Young people have a right too, says CEO worth $400 million
Robert Kapito, the chairman of asset management giant BlackRock, earns around $20 million a year and is worth around $400 million. You can buy a lot of fancy trinkets with that kind of money, but unfortunately, it doesn’t seem to buy much self-awareness. We are in the midst of a cost of living crisis, with low-income households disproportionately affected for the highest inflation in 40 years. People are struggling to heat their homes thanks to rising energy prices and worrying about feeding their families thanks to skyrocketing food prices. Kapito’s reaction to all this? For complain to a group of energy executives about the rights that young people have and that it’s about time they learned a thing or two about how hard life is.
“For the first time, this generation is going to go to a store and not be able to get what they want,” Kapito said recently at an energy conference in Texas in reference to inflation. “And we have a generation with many rights that has never had to sacrifice.”
It is unclear which generation Kapito, 65, is referring to. But he’d bet all the avocado toast in the world that he’s not making fun of his fellow boomers. No, one imagines that it refers to millennials: the generation that, as is well known, cannot afford a house because they waste all their income on coffee to go. the generation that earn 20% less than baby boomers he did it at the same stage of life despite having a better education. The generation that entered the workforce during a giant recession caused by corporate greed cannot afford to have children because it’s too expensive and they’ll pay off student loans for the rest of their lives. For one thing, millennials have grown up being able to choose from around 45 different types of sugary cereals at a grocery store. On the other hand, most millennials will never be able to retire. What’s the word to describe that? Oh yes, “headline”.
Perhaps I am being unfair here. Maybe I misunderstood the report about Kapito’s speech. Perhaps his comments about an entitled generation that has never had to sacrifice anything were referring to his fellow billionaires and boomer billionaires. After all, the obscenely rich never seem to have to sacrifice anything, do they? Inflation certainly won’t keep you up at night worrying about how to keep the lights on – Wall Street Bonds jumped 20% last year with bankers getting an average bonus of $275,500 in 2021. They can afford higher heating bills. The federal minimum wage on the other hand? That stayed at $7.25 an hour, just like has since 2009. If it rose at the same rate as Wall Street bonds, then it would be $61.75 per hour.
If Kapito wants to talk about sacrifice, it would do him good to explain exactly what he and people like him plan to sacrifice. The 1% and corporations don’t seem to be suffering at all right now. Rather, they have been boasting about their record profits. Kapito is right about the entitlement issue in the US: we have a generation of entitlement executives who seem to think that sacrifice is only for poor people.
Rumors of cocaine-fueled orgies in the US government may have been somewhat ‘exaggerated’
That’s according to Republican Congressman Madison Cawthorn, who recently spread rumors of debauchery in DC and then very quickly escorted them back. One has to wonder what he means by “exaggerated”. Were the orgies fueled solely by Red Bull? Were the claims simply the product of an overactive imagination? We may never know.

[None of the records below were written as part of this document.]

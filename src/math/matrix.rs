use rand::Rng;
use serde::{Serialize, Deserialize};

/// Dense row-major matrix.
///
/// A single time series sample is stored as `(n_timepoints, n_channels)`;
/// flat vectors are `(1, n)` matrices.
#[derive(Debug, Clone, PartialEq, Serialize, Deserialize)]
pub struct Matrix{
    pub rows: usize,
    pub cols: usize,
    pub data: Vec<Vec<f64>>
}

impl Matrix{
    pub fn zeros(rows: usize, cols: usize) -> Matrix {
        Matrix{
            rows,
            cols,
            data: vec![vec![0.0; cols]; rows]
        }
    }

    /// Glorot (Xavier) uniform initialization: samples from
    /// U(-l, l) with l = sqrt(6 / (rows + cols)).
    ///
    /// Shape: (rows, cols). `rows` is the fan-in, `cols` the fan-out.
    pub fn glorot_uniform<R: Rng + ?Sized>(rows: usize, cols: usize, rng: &mut R) -> Matrix {
        let limit = (6.0 / (rows + cols).max(1) as f64).sqrt();
        let mut res = Matrix::zeros(rows, cols);
        for i in 0..rows {
            for j in 0..cols {
                res.data[i][j] = rng.gen_range(-limit..=limit);
            }
        }
        res
    }

    pub fn map<F>(&self, functor: F) -> Matrix
    where
        F: Fn(f64) -> f64,
    {
        Matrix {
            rows: self.rows,
            cols: self.cols,
            data: self.data.iter()
                .map(|row| row.iter().map(|&x| functor(x)).collect())
                .collect(),
        }
    }

    pub fn from_data(data: Vec<Vec<f64>>) -> Matrix {
        Matrix {
            rows: data.len(),
            cols: data.first().map_or(0, |row| row.len()),
            data
        }
    }

    /// Wraps a single vector as a `(1, n)` matrix.
    pub fn from_row(row: Vec<f64>) -> Matrix {
        Matrix::from_data(vec![row])
    }

    pub fn shape(&self) -> (usize, usize) {
        (self.rows, self.cols)
    }

    pub fn len(&self) -> usize {
        self.rows * self.cols
    }

    pub fn is_empty(&self) -> bool {
        self.len() == 0
    }

    pub fn row(&self, i: usize) -> &[f64] {
        &self.data[i]
    }

    /// Row-major copy of every element.
    pub fn flatten(&self) -> Vec<f64> {
        self.data.iter().flatten().copied().collect()
    }

    /// Rebuilds the matrix with a new shape holding the same elements in
    /// row-major order. Returns `None` when the element counts differ.
    pub fn reshape(&self, rows: usize, cols: usize) -> Option<Matrix> {
        if rows * cols != self.len() {
            return None;
        }
        let flat = self.flatten();
        let data = if cols == 0 {
            vec![Vec::new(); rows]
        } else {
            flat.chunks(cols).map(|c| c.to_vec()).collect()
        };
        Some(Matrix { rows, cols, data })
    }

    /// Rows in reverse order; used to run the backward direction of a
    /// bidirectional recurrent layer.
    pub fn reversed_rows(&self) -> Matrix {
        Matrix {
            rows: self.rows,
            cols: self.cols,
            data: self.data.iter().rev().cloned().collect(),
        }
    }

    /// Row vector `x` (length `rows`) times this matrix, giving length `cols`.
    pub fn left_mul(&self, x: &[f64]) -> Vec<f64> {
        debug_assert_eq!(x.len(), self.rows);
        let mut out = vec![0.0; self.cols];
        for (xi, row) in x.iter().zip(self.data.iter()) {
            if *xi == 0.0 {
                continue;
            }
            for (o, w) in out.iter_mut().zip(row.iter()) {
                *o += xi * w;
            }
        }
        out
    }

    /// Row vector `d` (length `cols`) times the transpose of this matrix,
    /// giving length `rows`.
    pub fn right_mul_t(&self, d: &[f64]) -> Vec<f64> {
        debug_assert_eq!(d.len(), self.cols);
        self.data.iter()
            .map(|row| row.iter().zip(d.iter()).map(|(w, g)| w * g).sum())
            .collect()
    }

    /// Accumulates the outer product `aᵀ·b` into this matrix.
    pub fn add_outer(&mut self, a: &[f64], b: &[f64]) {
        debug_assert_eq!(a.len(), self.rows);
        debug_assert_eq!(b.len(), self.cols);
        for (ai, row) in a.iter().zip(self.data.iter_mut()) {
            if *ai == 0.0 {
                continue;
            }
            for (r, bj) in row.iter_mut().zip(b.iter()) {
                *r += ai * bj;
            }
        }
    }

    /// Adds `v` element-wise into row `i`.
    pub fn add_to_row(&mut self, i: usize, v: &[f64]) {
        for (r, x) in self.data[i].iter_mut().zip(v.iter()) {
            *r += x;
        }
    }

    pub fn scale_in_place(&mut self, factor: f64) {
        for x in self.data.iter_mut().flatten() {
            *x *= factor;
        }
    }
}

impl Default for Matrix {
    fn default() -> Self {
        Matrix { rows: 0, cols: 0, data: vec![] }
    }
}

#[cfg(test)]
mod tests {
    use super::*;
    use rand::rngs::StdRng;
    use rand::SeedableRng;

    #[test]
    fn left_and_right_products() {
        let w = Matrix::from_data(vec![vec![1.0, 2.0, 3.0], vec![4.0, 5.0, 6.0]]);
        assert_eq!(w.left_mul(&[1.0, 1.0]), vec![5.0, 7.0, 9.0]);
        assert_eq!(w.right_mul_t(&[1.0, 0.0, 1.0]), vec![4.0, 10.0]);
    }

    #[test]
    fn reshape_keeps_row_major_order() {
        let m = Matrix::from_data(vec![vec![1.0, 2.0, 3.0], vec![4.0, 5.0, 6.0]]);
        let r = m.reshape(3, 2).unwrap();
        assert_eq!(r.data, vec![vec![1.0, 2.0], vec![3.0, 4.0], vec![5.0, 6.0]]);
        assert!(m.reshape(4, 2).is_none());
    }

    #[test]
    fn glorot_is_bounded_and_seeded() {
        let mut a = StdRng::seed_from_u64(7);
        let mut b = StdRng::seed_from_u64(7);
        let m = Matrix::glorot_uniform(4, 2, &mut a);
        let limit = (6.0_f64 / 6.0).sqrt();
        assert!(m.data.iter().flatten().all(|x| x.abs() <= limit));
        assert_eq!(m, Matrix::glorot_uniform(4, 2, &mut b));
    }

    #[test]
    fn add_outer_accumulates() {
        let mut m = Matrix::zeros(2, 2);
        m.add_outer(&[1.0, 2.0], &[3.0, 4.0]);
        m.add_outer(&[1.0, 0.0], &[1.0, 1.0]);
        assert_eq!(m.data, vec![vec![4.0, 5.0], vec![6.0, 8.0]]);
    }
}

H&M vows to end sexual violence in Indian workshops after worker’s death
Last year, Jeyasre Kathiravel, a 20-year-old Dalit woman, was murdered and allegedly raped by her supervisor at a factory in Tamil Nadu that made clothes for H&M. Her family said that Kathiravel had been sexually harassed by her supervisor at work for months, but she felt unable to stop it. Now H&M is sign a legally binding agreement to try to end sexual violence and harassment against female workers at one of its largest Indian suppliers. It is only the second such agreement in the fashion industry and the first time a brand has joined an initiative to tackle gender-based violence in the Asian garment industry.
Russian soldiers rape and sexually assault women, alleges ukrainian deputy
This is horrifying and also depressingly predictable: rape and sexual abuse have long been not just a byproduct of war, but a deliberate military strategy.
Male birth control pill begins human trials
There have been half-hearted attempts to create a male oral contraceptive since a time ago but they always seem to have too many side effects to be considered acceptable. It’s okay for women to deal with things like contraception-induced depression and weight gain, but we can’t expect men to suffer unnecessarily! Now, however, a promising new non-hormonal pill is being tested in humans and is expected to have fewer side effects. However, if men will really take it, is another question.
Would you wear breast milk around your neck?
Apparently mom bloggers are doing it. A growing number of breast milk jewelry boxes are popping up with names like “Milkies.”
The academy has a sexism problem
Twenty-eight percent of female faculty and staff surveyed by Gallup say they have been passed over for promotion at work for their gender. That’s a higher proportion than working women in the US as a whole.
The week at paw-triarchy
A team of researchers has said they are very close to creating hypoallergenic cats through Crispr gene editing technology. (I found this story on April Fools’ Day and had to search the internet for a while to make sure it wasn’t a joke.) I’m not entirely sure why we need to start creating genetically modified cats instead of just, say, making better antihistamines. Still, I’m glad to see that some of the best minds of our generation are working on the really hard questions.